Mo ti spiego a papà come sono state le nostre vacanze (Cat.3 Al mare)

Le vacanze sono il momento in cui i bambini scoprono tante cose.
Non sapevo però che l’intenzione di DA1 fosse quella di eguagliare J.Cousteau.
Prima di aprire gli occhi al mattino, per un mese intero, ha aperto la bocca dicendo: “Andiamo a mare? Voglio stare tutto il tempo a mare“.
Vi dico solo che abbiamo tolto i braccioli al nostro rientro in città usando delle grosse forbici per tagliarli ed ora gira fiero con il logo dell’Arena tatuato sulle braccia.
DA2 ha sempre e solo ripetuto, a qualsiasi richiesta del fratello, la frase: “Acchioo”.

Ombrellone, sedia, zaino (per teli, acqua, merendine, solari, etc), rete per i giochi e qualche volta anche canottino l’attrezzatura per scendere a mare.
Neanche il tempo di piantare l’ombrellone che dovevo tuffarmi per recuperare DA2 che, sprezzante del pericolo, si avviava sempre senza braccioli e puntualmente rischiava di affogare.
I giochi in acqua sono una esclusiva del papà anche perchè MPS ha paura di fargli lavare la faccia col rischio che anneghino. Figuriamoci a mare.
Ho invidiato i tanti genitori che facevano il bagno con i propri figli tranquilli.

A me toccavano esercizi da circo. Prima il motoscafo, poi il tuffo sulle spalle, poi lo squalo assassino che li divora, poi il salto dell’orca staccone (non so cosa sia, ma DA1 voleva che dicessi così mentre saltavo con lui in braccio tra le onde) ed infine il leone marino.
Moltiplicate tutto ciò per due bambini per due ore.
Ho sperato che mi venisse un’embolia o una sincope o che una tracina mi pungesse il piede o che una medusa mi ustionasse il 50% del corpo.
Un giorno un banco di salpe, che i bagnanti chiamavano saraghi o spigole, è uscito dall’acqua chiedendo di fare meno chiasso e di non fare urlare le piccole pesti.

Ma non si è sempre detto che il mare stanca?
Per me queste regole non valgono e se il bagnetto la sera non rilassa figuriamoci il mare. (vedi post del 22 Aprile 2010 Mo ti spiego a papà perchè il bagnetto la sera non ci rilassa )
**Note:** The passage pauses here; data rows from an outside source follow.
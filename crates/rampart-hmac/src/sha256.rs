// Copyright (c) 2025-2026 Federico Hoerth <memparanoid@gmail.com>
// SPDX-License-Identifier: GPL-3.0-only
// See LICENSE in the repository root for full license text.

//! SHA-256 implementation per FIPS 180-4 Section 6.2

use zeroize::{Zeroize, ZeroizeOnDrop};

use crate::block_buffer::BlockBuffer;
use crate::hash::HashFunction;

/// SHA-256 constants K per FIPS 180-4 Section 4.2.2
const K256: [u32; 64] = [
    0x428a2f98, 0x71374491, 0xb5c0fbcf, 0xe9b5dba5, 0x3956c25b, 0x59f111f1, 0x923f82a4, 0xab1c5ed5,
    0xd807aa98, 0x12835b01, 0x243185be, 0x550c7dc3, 0x72be5d74, 0x80deb1fe, 0x9bdc06a7, 0xc19bf174,
    0xe49b69c1, 0xefbe4786, 0x0fc19dc6, 0x240ca1cc, 0x2de92c6f, 0x4a7484aa, 0x5cb0a9dc, 0x76f988da,
    0x983e5152, 0xa831c66d, 0xb00327c8, 0xbf597fc7, 0xc6e00bf3, 0xd5a79147, 0x06ca6351, 0x14292967,
    0x27b70a85, 0x2e1b2138, 0x4d2c6dfc, 0x53380d13, 0x650a7354, 0x766a0abb, 0x81c2c92e, 0x92722c85,
    0xa2bfe8a1, 0xa81a664b, 0xc24b8b70, 0xc76c51a3, 0xd192e819, 0xd6990624, 0xf40e3585, 0x106aa070,
    0x19a4c116, 0x1e376c08, 0x2748774c, 0x34b0bcb5, 0x391c0cb3, 0x4ed8aa4a, 0x5b9cca4f, 0x682e6ff3,
    0x748f82ee, 0x78a5636f, 0x84c87814, 0x8cc70208, 0x90befffa, 0xa4506ceb, 0xbef9a3f7, 0xc67178f2,
];

/// Initial hash value H(0) per FIPS 180-4 Section 5.3.3
const H0: [u32; 8] = [
    0x6a09e667, 0xbb67ae85, 0x3c6ef372, 0xa54ff53a, 0x510e527f, 0x9b05688c, 0x1f83d9ab, 0x5be0cd19,
];

const BLOCK_LEN: usize = 64;
const HASH_LEN: usize = 32;

/// SHA-256 streaming state.
///
/// Chaining value and buffered input are zeroized on reset and drop.
pub struct Sha256 {
    h: [u32; 8],
    buffer: BlockBuffer<BLOCK_LEN>,
    total_len: u64,
}

impl Sha256 {
    /// Wipes the state and re-arms it with H(0).
    fn reset(&mut self) {
        self.zeroize();
        self.h = H0;
    }
}

/// Compression function: folds one 512-bit block into `h`.
fn compress(h: &mut [u32; 8], block: &[u8]) {
    let mut w = [0u32; 64];

    // W[0..15] from block (big-endian)
    for (t, word) in block.chunks_exact(4).enumerate() {
        w[t] = u32::from_be_bytes([word[0], word[1], word[2], word[3]]);
    }

    // W[t] = σ1(W[t-2]) + W[t-7] + σ0(W[t-15]) + W[t-16]
    for t in 16..64 {
        let s0 = w[t - 15].rotate_right(7) ^ w[t - 15].rotate_right(18) ^ (w[t - 15] >> 3);
        let s1 = w[t - 2].rotate_right(17) ^ w[t - 2].rotate_right(19) ^ (w[t - 2] >> 10);
        w[t] = w[t - 16]
            .wrapping_add(s0)
            .wrapping_add(w[t - 7])
            .wrapping_add(s1);
    }

    let [mut a, mut b, mut c, mut d, mut e, mut f, mut g, mut hh] = *h;

    for (k, wt) in K256.iter().zip(w.iter()) {
        let bsig1 = e.rotate_right(6) ^ e.rotate_right(11) ^ e.rotate_right(25);
        let ch = (e & f) ^ (!e & g);
        let t1 = hh
            .wrapping_add(bsig1)
            .wrapping_add(ch)
            .wrapping_add(*k)
            .wrapping_add(*wt);

        let bsig0 = a.rotate_right(2) ^ a.rotate_right(13) ^ a.rotate_right(22);
        let maj = (a & b) ^ (a & c) ^ (b & c);
        let t2 = bsig0.wrapping_add(maj);

        hh = g;
        g = f;
        f = e;
        e = d.wrapping_add(t1);
        d = c;
        c = b;
        b = a;
        a = t1.wrapping_add(t2);
    }

    h[0] = h[0].wrapping_add(a);
    h[1] = h[1].wrapping_add(b);
    h[2] = h[2].wrapping_add(c);
    h[3] = h[3].wrapping_add(d);
    h[4] = h[4].wrapping_add(e);
    h[5] = h[5].wrapping_add(f);
    h[6] = h[6].wrapping_add(g);
    h[7] = h[7].wrapping_add(hh);

    w.zeroize();
}

impl HashFunction for Sha256 {
    const BLOCK_LEN: usize = BLOCK_LEN;
    const OUTPUT_LEN: usize = HASH_LEN;

    fn new() -> Self {
        Self {
            h: H0,
            buffer: BlockBuffer::new(),
            total_len: 0,
        }
    }

    fn update(&mut self, data: &[u8]) {
        self.total_len = self.total_len.wrapping_add(data.len() as u64);
        self.buffer.update(data, |block| compress(&mut self.h, block));
    }

    fn finalize_into(&mut self, out: &mut [u8]) {
        let bit_len = self.total_len.wrapping_mul(8).to_be_bytes();
        self.buffer
            .finish(&bit_len, |block| compress(&mut self.h, block));

        for (chunk, word) in out[..HASH_LEN].chunks_exact_mut(4).zip(self.h.iter()) {
            chunk.copy_from_slice(&word.to_be_bytes());
        }

        self.reset();
    }
}

impl Zeroize for Sha256 {
    fn zeroize(&mut self) {
        self.h.zeroize();
        self.buffer.zeroize();
        self.total_len.zeroize();
    }
}

impl Drop for Sha256 {
    fn drop(&mut self) {
        self.zeroize();
    }
}

impl ZeroizeOnDrop for Sha256 {}

/// One-shot SHA-256.
pub fn sha256(data: &[u8]) -> [u8; HASH_LEN] {
    let mut state = Sha256::new();
    state.update(data);

    let mut out = [0u8; HASH_LEN];
    state.finalize_into(&mut out);
    out
}
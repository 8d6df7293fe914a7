// Copyright (c) 2025-2026 Federico Hoerth <memparanoid@gmail.com>
// SPDX-License-Identifier: GPL-3.0-only
// See LICENSE in the repository root for full license text.

use crate::error::Pbkdf2Error;

#[test]
fn test_error_display() {
    assert_eq!(
        Pbkdf2Error::ZeroRounds.to_string(),
        "iteration count must be at least 1"
    );
    assert_eq!(
        Pbkdf2Error::EmptyOutput.to_string(),
        "requested derived key length must be at least 1"
    );
    assert_eq!(
        Pbkdf2Error::OutputTooLong {
            requested: 100,
            max: 60,
        }
        .to_string(),
        "requested derived key length 100 exceeds maximum 60 ((2^32 - 1) * hLen)"
    );
    assert_eq!(
        Pbkdf2Error::OutputLenMismatch {
            expected: 32,
            actual: 16,
        }
        .to_string(),
        "output buffer length 16 does not match configured length 32"
    );
    assert_eq!(
        Pbkdf2Error::Cancelled.to_string(),
        "key derivation was cancelled"
    );
    assert_eq!(
        Pbkdf2Error::VerificationFailed.to_string(),
        "derived key does not match"
    );
}

#[test]
fn test_error_is_std_error() {
    fn assert_error<E: std::error::Error + Send + Sync + 'static>() {}

    assert_error::<Pbkdf2Error>();
}
// Copyright (c) 2025-2026 Federico Hoerth <memparanoid@gmail.com>
// SPDX-License-Identifier: GPL-3.0-only
// See LICENSE in the repository root for full license text.

//! PBKDF2 instantiated with the HMAC-SHA family.

use rampart_hmac::{HmacSha1, HmacSha256, HmacSha512};

use crate::error::Pbkdf2Error;
use crate::pbkdf2::pbkdf2;

/// PBKDF2-HMAC-SHA1 (`hLen` = 20).
///
/// Provided for RFC 6070 interoperability. Prefer SHA-256 or SHA-512 for new
/// deployments.
///
/// # Errors
///
/// Same as [`pbkdf2`].
pub fn pbkdf2_hmac_sha1(
    output: &mut [u8],
    password: &[u8],
    salt: &[u8],
    rounds: u32,
) -> Result<(), Pbkdf2Error> {
    pbkdf2::<HmacSha1>(output, password, salt, rounds)
}

/// PBKDF2-HMAC-SHA256 (`hLen` = 32).
///
/// # Errors
///
/// Same as [`pbkdf2`].
pub fn pbkdf2_hmac_sha256(
    output: &mut [u8],
    password: &[u8],
    salt: &[u8],
    rounds: u32,
) -> Result<(), Pbkdf2Error> {
    pbkdf2::<HmacSha256>(output, password, salt, rounds)
}

/// PBKDF2-HMAC-SHA512 (`hLen` = 64).
///
/// # Errors
///
/// Same as [`pbkdf2`].
pub fn pbkdf2_hmac_sha512(
    output: &mut [u8],
    password: &[u8],
    salt: &[u8],
    rounds: u32,
) -> Result<(), Pbkdf2Error> {
    pbkdf2::<HmacSha512>(output, password, salt, rounds)
}
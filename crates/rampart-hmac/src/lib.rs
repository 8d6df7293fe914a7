// Copyright (c) 2025-2026 Federico Hoerth <memparanoid@gmail.com>
// SPDX-License-Identifier: GPL-3.0-only
// See LICENSE in the repository root for full license text.

//! HMAC pseudorandom functions with secure memory handling
//!
//! Implementation per RFC 2104 (HMAC) over FIPS 180-4 hash functions.
//! No external hash dependencies. All intermediate values are zeroized.
//!
//! Every [`Hmac`] instantiation implements [`rampart_prf::Prf`], so it can
//! drive `rampart-pbkdf2` directly.
//!
//! References:
//! - RFC 2104: HMAC: Keyed-Hashing for Message Authentication
//!   <https://datatracker.ietf.org/doc/html/rfc2104>
//! - FIPS 180-4: Secure Hash Standard (SHS)
//!   <https://nvlpubs.nist.gov/nistpubs/FIPS/NIST.FIPS.180-4.pdf>

#![cfg_attr(not(test), no_std)]
#![warn(missing_docs)]

#[cfg(test)]
mod tests;

mod block_buffer;
mod hash;
mod hmac;
mod sha1;
mod sha256;
mod sha512;

pub use hash::HashFunction;
pub use hmac::{Hmac, HmacContext, hmac};
pub use sha1::{Sha1, sha1};
pub use sha256::{Sha256, sha256};
pub use sha512::{Sha512, sha512};

/// HMAC-SHA1 (`hLen` = 20). Kept for RFC 6070 interoperability.
pub type HmacSha1 = Hmac<Sha1>;

/// HMAC-SHA256 (`hLen` = 32).
pub type HmacSha256 = Hmac<Sha256>;

/// HMAC-SHA512 (`hLen` = 64).
pub type HmacSha512 = Hmac<Sha512>;
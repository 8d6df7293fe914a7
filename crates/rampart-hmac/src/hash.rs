// Copyright (c) 2025-2026 Federico Hoerth <memparanoid@gmail.com>
// SPDX-License-Identifier: GPL-3.0-only
// See LICENSE in the repository root for full license text.

use zeroize::Zeroize;

/// Iterated (Merkle–Damgård) hash function usable as the HMAC core.
pub trait HashFunction: Zeroize {
    /// Internal block size in bytes (HMAC `B`).
    const BLOCK_LEN: usize;

    /// Digest size in bytes (HMAC `L`).
    const OUTPUT_LEN: usize;

    /// Creates a state initialized with the standard initial hash value.
    fn new() -> Self;

    /// Absorbs message bytes.
    fn update(&mut self, data: &[u8]);

    /// Writes the digest into `out[..OUTPUT_LEN]` and resets the state.
    ///
    /// # Panics
    ///
    /// Panics if `out.len() < OUTPUT_LEN`.
    fn finalize_into(&mut self, out: &mut [u8]);
}
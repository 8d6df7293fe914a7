// Copyright (c) 2025-2026 Federico Hoerth <memparanoid@gmail.com>
// SPDX-License-Identifier: GPL-3.0-only
// See LICENSE in the repository root for full license text.

use alloc::vec::Vec;

use rampart_prf::Prf;
use zeroize::Zeroizing;

use crate::error::Pbkdf2Error;
use crate::pbkdf2::{pbkdf2, pbkdf2_vec, validate};

/// Validated PBKDF2 parameters.
///
/// Holds an iteration count and a derived key length that were accepted by
/// [`validate`] for some PRF at construction time. The pair can then be
/// reused for many derivations.
///
/// ```rust
/// use rampart_hmac::HmacSha256;
/// use rampart_pbkdf2::Pbkdf2Params;
///
/// let params = Pbkdf2Params::new::<HmacSha256>(600_000, 32).expect("Failed to Pbkdf2Params::new(..)");
/// assert_eq!(params.rounds(), 600_000);
/// assert_eq!(params.output_len(), 32);
/// ```
#[derive(Debug, Clone, Copy, PartialEq, Eq)]
pub struct Pbkdf2Params {
    rounds: u32,
    output_len: usize,
}

impl Pbkdf2Params {
    /// Creates parameters valid for `P`.
    ///
    /// # Errors
    ///
    /// Same as [`validate`].
    pub fn new<P: Prf>(rounds: u32, output_len: usize) -> Result<Self, Pbkdf2Error> {
        validate::<P>(output_len, rounds)?;

        Ok(Self { rounds, output_len })
    }

    /// Iteration count.
    pub fn rounds(&self) -> u32 {
        self.rounds
    }

    /// Derived key length in bytes.
    pub fn output_len(&self) -> usize {
        self.output_len
    }

    /// Derives into `output`, which must be exactly [`Self::output_len`] bytes.
    ///
    /// # Errors
    ///
    /// [`Pbkdf2Error::OutputLenMismatch`] if the buffer length differs, or
    /// any [`pbkdf2`] error when used with a PRF other than the one the
    /// parameters were validated for.
    pub fn derive<P: Prf>(
        &self,
        password: &[u8],
        salt: &[u8],
        output: &mut [u8],
    ) -> Result<(), Pbkdf2Error> {
        if output.len() != self.output_len {
            return Err(Pbkdf2Error::OutputLenMismatch {
                expected: self.output_len,
                actual: output.len(),
            });
        }

        pbkdf2::<P>(output, password, salt, self.rounds)
    }

    /// Derives a heap-allocated key, zeroized on drop.
    ///
    /// # Errors
    ///
    /// Same as [`pbkdf2`].
    pub fn derive_vec<P: Prf>(
        &self,
        password: &[u8],
        salt: &[u8],
    ) -> Result<Zeroizing<Vec<u8>>, Pbkdf2Error> {
        pbkdf2_vec::<P>(password, salt, self.rounds, self.output_len)
    }
}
Per l’anno prossimo ho già contattato Filippo Magnini che, se non è impegnato con la Pellegrini o a nuotare con i delfini, mi ha detto che si rende disponibile per allenarsi con i miei figli.
Conclusioni: Abbiamo scoperto che il mare è salato, che si può andare con la testa sott’acqua senza bere, che le onde sono divertenti, che un bagno del genere fa perdere fino a 750gr. di peso e che abbracciati ci si diverte un mondo.
Non me ne voglia Cousteau, ma le nostre scoperte sono più interessanti.

1 comment

  1. ReplyAnonymous

    …neanche il tempo di mettere l’ombrellone dici? ti andava di lusso! io dovevo buttarmi in acqua ancora con la borsa in spalla a recuperare mio figlio di 3 anni che si tuffava con tutti i panni e senza braccioli…rischiare di annegare sembrava essere la cosa che lo divertiva di +!